WHAT YOU NEED TO DO
Return every line from the records below that has the word "impl".

========================

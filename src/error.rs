//! Crate-wide error type. Browser entrypoints convert it into a `JsValue` so the
//! JS side sees a plain string message.

use wasm_bindgen::JsValue;

#[derive(Debug, thiserror::Error)]
pub enum GameError {
    #[error("no {0} available")]
    MissingBrowserObject(&'static str),

    #[error("DOM operation failed: {0}")]
    Dom(String),

    #[error("canvas operation failed: {0}")]
    Canvas(String),

    #[error("invalid game config: {0}")]
    InvalidConfig(String),

    #[cfg(feature = "serde_json")]
    #[error("failed to parse game config: {0}")]
    ConfigParse(#[from] serde_json::Error),
}

impl GameError {
    /// Wrap a failed web-sys call, keeping the JS-side description.
    pub(crate) fn dom(err: JsValue) -> Self {
        GameError::Dom(describe(&err))
    }

    pub(crate) fn canvas(err: JsValue) -> Self {
        GameError::Canvas(describe(&err))
    }
}

fn describe(err: &JsValue) -> String {
    err.as_string().unwrap_or_else(|| format!("{err:?}"))
}

impl From<GameError> for JsValue {
    fn from(err: GameError) -> Self {
        JsValue::from_str(&err.to_string())
    }
}
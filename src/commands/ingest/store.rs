use std::path::Path;
use std::time::Duration;

use anyhow::{Context, Result, bail};
use rusqlite::{Connection, OptionalExtension, params};

use crate::model::PartRow;
use crate::util::now_utc_string;

use super::records::{MeasurementRecord, MeasurementTable};

pub(crate) const DB_SCHEMA_VERSION: &str = "1.0.0";
const BUSY_TIMEOUT: Duration = Duration::from_secs(30);

const COUNTED_TABLES: [&str; 5] = [
    "materials",
    "parts",
    "part_characteristics",
    "benchtop_filament_diameter",
    "material_thermal_characteristics",
];

/// Opens (creating if needed) the store and brings its schema up to date.
pub(crate) fn open_store(db_path: &Path) -> Result<Connection> {
    let connection = Connection::open(db_path)
        .with_context(|| format!("failed to open {}", db_path.display()))?;
    configure_connection(&connection)
        .with_context(|| format!("failed to configure {}", db_path.display()))?;
    ensure_schema(&connection)
        .with_context(|| format!("failed to initialize schema in {}", db_path.display()))?;
    Ok(connection)
}

/// Opens an existing store for reads; never creates one.
pub(crate) fn open_existing_store(db_path: &Path) -> Result<Connection> {
    if !db_path.exists() {
        bail!("database not found: {}", db_path.display());
    }
    open_store(db_path)
}

pub(crate) fn configure_connection(connection: &Connection) -> rusqlite::Result<()> {
    let _mode: String =
        connection.pragma_update_and_check(None, "journal_mode", "WAL", |row| row.get(0))?;
    connection.pragma_update(None, "synchronous", "NORMAL")?;
    connection.pragma_update(None, "foreign_keys", "ON")?;
    connection.busy_timeout(BUSY_TIMEOUT)?;
    Ok(())
}

pub(crate) fn ensure_schema(connection: &Connection) -> rusqlite::Result<()> {
    connection.execute_batch(
        "
        CREATE TABLE IF NOT EXISTS metadata (
          key TEXT PRIMARY KEY,
          value TEXT NOT NULL
        );

        CREATE TABLE IF NOT EXISTS materials (
          material_id TEXT PRIMARY KEY,
          vendor TEXT
        );

        CREATE TABLE IF NOT EXISTS parts (
          part_id TEXT PRIMARY KEY COLLATE NOCASE,
          material_id TEXT NOT NULL,
          vendor TEXT,
          part_type TEXT,
          FOREIGN KEY(material_id) REFERENCES materials(material_id)
        );

        CREATE TABLE IF NOT EXISTS part_characteristics (
          part_id TEXT NOT NULL COLLATE NOCASE,
          time_elapsed TEXT NOT NULL,
          characteristic_name TEXT NOT NULL,
          characteristic_value TEXT,
          FOREIGN KEY(part_id) REFERENCES parts(part_id)
        );

        CREATE TABLE IF NOT EXISTS benchtop_filament_diameter (
          part_id TEXT NOT NULL COLLATE NOCASE,
          position TEXT NOT NULL,
          characteristic_name TEXT NOT NULL,
          characteristic_value TEXT,
          FOREIGN KEY(part_id) REFERENCES parts(part_id)
        );

        CREATE TABLE IF NOT EXISTS material_thermal_characteristics (
          material_id TEXT NOT NULL,
          run_label TEXT,
          time_elapsed TEXT NOT NULL,
          characteristic_name TEXT NOT NULL,
          characteristic_value TEXT,
          FOREIGN KEY(material_id) REFERENCES materials(material_id)
        );

        CREATE INDEX IF NOT EXISTS idx_parts_material ON parts(material_id);
        CREATE INDEX IF NOT EXISTS idx_part_characteristics_part ON part_characteristics(part_id, characteristic_name);
        CREATE INDEX IF NOT EXISTS idx_benchtop_diameter_part ON benchtop_filament_diameter(part_id, characteristic_name);
        CREATE INDEX IF NOT EXISTS idx_thermal_material ON material_thermal_characteristics(material_id, characteristic_name);
        ",
    )?;

    connection.execute(
        "INSERT INTO metadata(key, value) VALUES('db_schema_version', ?1)
         ON CONFLICT(key) DO UPDATE SET value=excluded.value",
        [DB_SCHEMA_VERSION],
    )?;
    connection.execute(
        "INSERT INTO metadata(key, value) VALUES('db_updated_at', ?1)
         ON CONFLICT(key) DO UPDATE SET value=excluded.value",
        [now_utc_string()],
    )?;

    Ok(())
}

/// Insert-or-ignore. Returns whether a new row was written.
pub(crate) fn ensure_material(
    connection: &Connection,
    material_id: &str,
    vendor: &str,
) -> rusqlite::Result<bool> {
    let inserted = connection.execute(
        "INSERT INTO materials(material_id, vendor) VALUES(?1, ?2)
         ON CONFLICT(material_id) DO NOTHING",
        params![material_id, vendor],
    )?;
    Ok(inserted > 0)
}

/// Insert-or-ignore keyed on `part_id` (case-insensitive). The material must
/// already exist; the foreign key rejects the part otherwise.
pub(crate) fn ensure_part(
    connection: &Connection,
    part_id: &str,
    material_id: &str,
    vendor: &str,
    part_type: &str,
) -> rusqlite::Result<bool> {
    let inserted = connection.execute(
        "INSERT INTO parts(part_id, material_id, vendor, part_type) VALUES(?1, ?2, ?3, ?4)
         ON CONFLICT(part_id) DO NOTHING",
        params![part_id, material_id, vendor, part_type],
    )?;
    Ok(inserted > 0)
}

/// Appends every record for `owner_id`. Rows are never deduplicated, so
/// ingesting the same file twice stores its measurements twice.
pub(crate) fn insert_measurements(
    connection: &Connection,
    table: MeasurementTable,
    owner_id: &str,
    records: &[MeasurementRecord],
) -> rusqlite::Result<usize> {
    let mut statement = connection.prepare_cached(table.insert_sql())?;

    for record in records {
        if table.carries_run_label() {
            statement.execute(params![
                owner_id,
                &record.index,
                &record.characteristic_name,
                &record.characteristic_value,
                &record.run_label,
            ])?;
        } else {
            statement.execute(params![
                owner_id,
                &record.index,
                &record.characteristic_name,
                &record.characteristic_value,
            ])?;
        }
    }

    Ok(records.len())
}

/// `part_id` as first stored, whatever casing the caller used.
pub(crate) fn stored_part_id(connection: &Connection, part_id: &str) -> rusqlite::Result<String> {
    connection.query_row(
        "SELECT part_id FROM parts WHERE part_id = ?1",
        [part_id],
        |row| row.get(0),
    )
}

pub(crate) fn list_materials(connection: &Connection) -> rusqlite::Result<Vec<String>> {
    let mut statement =
        connection.prepare("SELECT material_id FROM materials ORDER BY material_id ASC")?;
    let rows = statement.query_map([], |row| row.get(0))?;
    rows.collect()
}

pub(crate) fn list_parts(connection: &Connection) -> rusqlite::Result<Vec<String>> {
    let mut statement = connection.prepare("SELECT part_id FROM parts ORDER BY part_id ASC")?;
    let rows = statement.query_map([], |row| row.get(0))?;
    rows.collect()
}

pub(crate) fn find_part(
    connection: &Connection,
    part_id: &str,
) -> rusqlite::Result<Option<PartRow>> {
    connection
        .query_row(
            "SELECT part_id, material_id, vendor, part_type FROM parts WHERE part_id = ?1",
            [part_id],
            |row| {
                Ok(PartRow {
                    part_id: row.get(0)?,
                    material_id: row.get(1)?,
                    vendor: row.get(2)?,
                    part_type: row.get(3)?,
                })
            },
        )
        .optional()
}

pub(crate) fn schema_version(connection: &Connection) -> rusqlite::Result<Option<String>> {
    connection
        .query_row(
            "SELECT value FROM metadata WHERE key = 'db_schema_version'",
            [],
            |row| row.get(0),
        )
        .optional()
}

pub(crate) fn table_counts(connection: &Connection) -> rusqlite::Result<Vec<(&'static str, i64)>> {
    COUNTED_TABLES
        .iter()
        .map(|table| {
            let sql = format!("SELECT COUNT(*) FROM {table}");
            let count = connection.query_row(&sql, [], |row| row.get(0))?;
            Ok((*table, count))
        })
        .collect()
}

========================

OUTPUT
impl GameError {
impl From<GameError> for JsValue {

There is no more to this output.